Un condominium affirmé par le traité de Bayonne (1856)
Il faut attendre la signature, le , du premier traité de Bayonne (il sera suivi de deux accords en 1862 et en 1866 relatifs au reste de la frontière franco-espagnole) destiné à déterminer "depuis l'embouchure de la Bidassoa jusqu'au point où confinent le département des Basses-Pyrénées, l'Aragon et la Navarre" la frontière, fixée par le traité des Pyrénées d’une manière théorique sur la ligne de partage des eaux et ses articles 9 et 27, pour que soit soit clairement affirmée l'autorité indivise de la France et de l'Espagne sur l'îlot[22] et son statut de condominium.
« Depuis Chapitelacoarria jusqu'à l'embouchure de la Bidassoa, dans la rade du Figuier, le milieu du cours principal des eaux de cette rivière, à basse mer, formera la ligne de séparation des deux Souverainetés, sans rien changer à la nationalité actuelle des îles, celle des Faisans continuant à appartenir aux deux Nations. »[23]
— Article 9 du traité de Bayonne
« L'île des Faisans, connue aussi sous le nom d'île de la Conférence, à laquelle se rattachent tant de souvenirs historiques communs aux deux Nations, appartiendra, par indivis, à la France et à l'Espagne. »[23]
— Article 27 du traité de Bayonne
Au-delà de la délimitation proprement dite, le traité et ses différents actes additionnels incorporaient, à la demande des populations concernées, des dispositions issues d’anciens usages pour apporter une solution négociée aux nombreux litiges transfrontaliers accumulés au cours des siècles, formant ainsi « comme un code frontalier des Pyrénées »[24]. Néanmoins, à l’extrémité occidentale de la frontière, une série d’incidents maritimes opposa les deux rives ; en 1872, puis en 1874 à nouveau, des bâtiments français de commerce se firent arraisonner par les douanes espagnoles dans des circonstances passablement embrouillées, avec bagarres de marins et exactions à la clé : le traité de Bayonne était muet sur le partage des eaux de la baie du Figuier qui forme l’embouchure du fleuve-frontière.

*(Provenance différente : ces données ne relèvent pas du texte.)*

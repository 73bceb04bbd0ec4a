use std::path::Path;
use async_trait::async_trait;
use aws_sdk_s3::{Client, Region, Credentials};
use aws_sdk_s3::config::Config;
use url::Url;
use tokio::fs::File;
use tokio::io::AsyncReadExt;

use super::{CloudStorage, CloudStorageError, CloudStorageConfig};

pub struct S3Storage {
    client: Client,
    bucket: String,
    region: String,
}

impl S3Storage {
    pub async fn new(config: &CloudStorageConfig) -> Result<Self, CloudStorageError> {
        let region = config.region.clone()
            .ok_or_else(|| CloudStorageError::ConfigurationError("AWS region is required".to_string()))?;
            
        let credentials = if let (Some(access_key), Some(secret_key)) = (
            config.credentials.access_key.clone(),
            config.credentials.secret_key.clone(),
        ) {
            Credentials::new(
                access_key,
                secret_key,
                config.credentials.token.clone(),
                None,
                "rattler-s3-provider",
            )
        } else {
            return Err(CloudStorageError::AuthenticationError(
                "AWS credentials are required".to_string(),
            ));
        };

        let s3_config = Config::builder()
            .region(Region::new(region.clone()))
            .credentials_provider(credentials)
            .build();

        let client = Client::from_conf(s3_config);

        Ok(Self {
            client,
            bucket: config.bucket.clone(),
            region,
        })
    }
}

#[async_trait]
impl CloudStorage for S3Storage {
    async fn upload_file(&self, local_path: &Path, remote_path: &str) -> Result<Url, CloudStorageError> {
        let mut file = File::open(local_path)
            .await
            .map_err(|e| CloudStorageError::UploadError(format!("Failed to open local file: {}", e)))?;

        let mut contents = Vec::new();
        file.read_to_end(&mut contents)
            .await
            .map_err(|e| CloudStorageError::UploadError(format!("Failed to read local file: {}", e)))?;

        self.client
            .put_object()
            .bucket(&self.bucket)
            .key(remote_path)
            .body(contents.into())
            .send()
            .await
            .map_err(|e| CloudStorageError::UploadError(format!("Failed to upload to S3: {}", e)))?;

        // Construct the S3 URL
        let url = format!(
            "s3://{}.s3.{}.amazonaws.com/{}",
            self.bucket, self.region, remote_path
        );
        
        Url::parse(&url)
            .map_err(|e| CloudStorageError::UploadError(format!("Failed to create S3 URL: {}", e)))
    }

    async fn download_file(&self, remote_url: &Url, local_path: &Path) -> Result<(), CloudStorageError> {
        let key = remote_url.path().trim_start_matches('/');
        
        let response = self.client
            .get_object()
            .bucket(&self.bucket)
            .key(key)
            .send()
            .await
            .map_err(|e| CloudStorageError::DownloadError(format!("Failed to download from S3: {}", e)))?;

        let data = response.body.collect().await
            .map_err(|e| CloudStorageError::DownloadError(format!("Failed to read S3 response: {}", e)))?;

        tokio::fs::write(local_path, data.into_bytes())
            .await
            .map_err(|e| CloudStorageError::DownloadError(format!("Failed to write local file: {}", e)))
    }

    async fn file_exists(&self, remote_path: &str) -> Result<bool, CloudStorageError> {
        match self.client
            .head_object()
            .bucket(&self.bucket)
            .key(remote_path)
            .send()
            .await
        {
            Ok(_) => Ok(true),
            Err(err) => {
                if err.to_string().contains("NotFound") {
                    Ok(false)
                } else {
                    Err(CloudStorageError::DownloadError(format!("Failed to check file existence: {}", err)))
                }
            }
        }
    }

    async fn get_download_url(&self, remote_path: &str, expiry_secs: u32) -> Result<Url, CloudStorageError> {
        let presigned_req = self.client
            .get_object()
            .bucket(&self.bucket)
            .key(remote_path)
            .presigned(aws_sdk_s3::presigning::PresigningConfig::expires_in(
                std::time::Duration::from_secs(expiry_secs as u64),
            )
            .map_err(|e| CloudStorageError::DownloadError(format!("Failed to create presigned URL: {}", e)))?)
            .await
            .map_err(|e| CloudStorageError::DownloadError(format!("Failed to create presigned URL: {}", e)))?;

        Ok(presigned_req.uri().to_string().parse().unwrap())
    }
}
//! Functionality to stream parts of a `.conda` archive for objects that implement both
//! [`std::io::Read`] and [`std::io::Seek`] like a [`std::fs::File`] or a [`std::io::Cursor<T>`].

use crate::read::stream_tar_zst;
use crate::ExtractError;
use std::io::{Read, Seek, SeekFrom};
use zip::CompressionMethod;

fn stream_conda_zip_entry<'a>(
    mut archive: zip::ZipArchive<impl Read + Seek + 'a>,
    file_name: &str,
) -> Result<tar::Archive<impl Read + Sized + 'a>, ExtractError> {
    // Find the offset and size of the file in the zip.
    let (offset, size) = {
        let entry = archive.by_name(file_name)?;

        // Make sure the file is uncompressed.
        if entry.compression() != CompressionMethod::Stored {
            return Err(ExtractError::UnsupportedCompressionMethod);
        }

        (entry.data_start(), entry.size())
    };

    // Seek to the position of the file
    let mut reader = archive.into_inner();
    reader.seek(SeekFrom::Start(offset))?;

    // Given the bytes in the zip archive of the file, decode it as a zst compressed tar file.
    stream_tar_zst(reader.take(size))
}

/// Stream the info section of a `.conda` package as a tar archive.
pub fn stream_conda_info<'a>(
    reader: impl Read + Seek + 'a,
) -> Result<tar::Archive<impl Read + Sized + 'a>, ExtractError> {
    let archive = zip::ZipArchive::new(reader)?;

    // Find the info entry in the archive
    let file_name = archive
        .file_names()
        .find(|file_name| file_name.starts_with("info-") && file_name.ends_with(".tar.zst"))
        .ok_or(ExtractError::MissingComponent)?
        .to_owned();

    stream_conda_zip_entry(archive, &file_name)
}

/// Stream the content section of a `.conda` package as a tar archive.
pub fn stream_conda_content<'a>(
    reader: impl Read + Seek + 'a,
) -> Result<tar::Archive<impl Read + Sized + 'a>, ExtractError> {
    let archive = zip::ZipArchive::new(reader)?;

    // Find the content entry in the archive
    let file_name = archive
        .file_names()
        .find(|file_name| file_name.starts_with("pkg-") && file_name.ends_with(".tar.zst"))
        .ok_or(ExtractError::MissingComponent)?
        .to_owned();

    stream_conda_zip_entry(archive, &file_name)
}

Pour prévenir le retour de tels litiges, les deux États convinrent de s'appuyer sur un organe ad hoc la commission internationale des Pyrénées (CIP) chargée d'en instruire le règlement, y compris, le cas échéant, en préparant des propositions d'accords internationaux[24].
La Commission internationale des Pyrénées
C'est par un échange de lettres entre l’ambassadeur de France à Madrid, le comte de Chaudordy, et le ministre de Castro (30 mai -19 juillet 1875) que fut créée la commission internationale des Pyrénées (CIP), pour « régler les questions actuellement pendantes en tant qu’elles dérivent de l’organisation du service douanier ou de l’interprétation des conventions de limites conclues entre les deux pays ».
Chacun des deux pays désigna une délégation de quatre membres, représentant les départements ministériels concernés, comportant autour d'un ministre plénipotentiaire, président, des responsables locaux de l'intérieur, des douanes et de la Marine.
Le premier problème qu'elle traita fut celui de la navigation dans la baie du Figuier, à l'embouchure de la Bidassoa : la convention internationale, signée le 30 mars 1879, à Bayonne par les co-présidents de la commission, mandatés à cet effet, distingue trois zones : les eaux territoriales françaises, les eaux territoriales espagnoles et des eaux "communes", le tout étant délimité par des alignements d’amers et de balises. Pour le contrôle de la navigation, une solution originale fut trouvée : chaque pays était chargé de surveiller ses nationaux, en imposant aux embarcations une immatriculation ; à l’égard des tiers dans la zone commune, la commission, investie du pouvoir de règlementation par l'article 11 de la convention répartit les compétences en fonction de la destination des navires.
Au fil des ans, elle se verra chargée de tous les problèmes frontaliers, y compris terrestres.
Les délégués des deux marines nationales à cette commission, les commandants des « stationnaires », c’est-à-dire les bâtiments de guerre ancrés à l’embouchure de la Bidassoa, chargés de surveiller la zone maritime, en liaison permanente entre eux depuis qu'en 1873, la Marine Nationale avait établi à Hendaye même, une station navale, en face de celle de la Marine Espagnole en place à Fontarrabie, se verront confier des missions exceptionnelles, aussi bien pour la surveillance de la navigation dans les zones communes, en vue de lutter contre la contrebande, que, après la conclusion le 18 février 1886 de la Convention pour l'exercice de la pêche dans la Bidassoa pour la surveillance de la pêche[25], qui en feront des "autorités supérieures " sur la zone.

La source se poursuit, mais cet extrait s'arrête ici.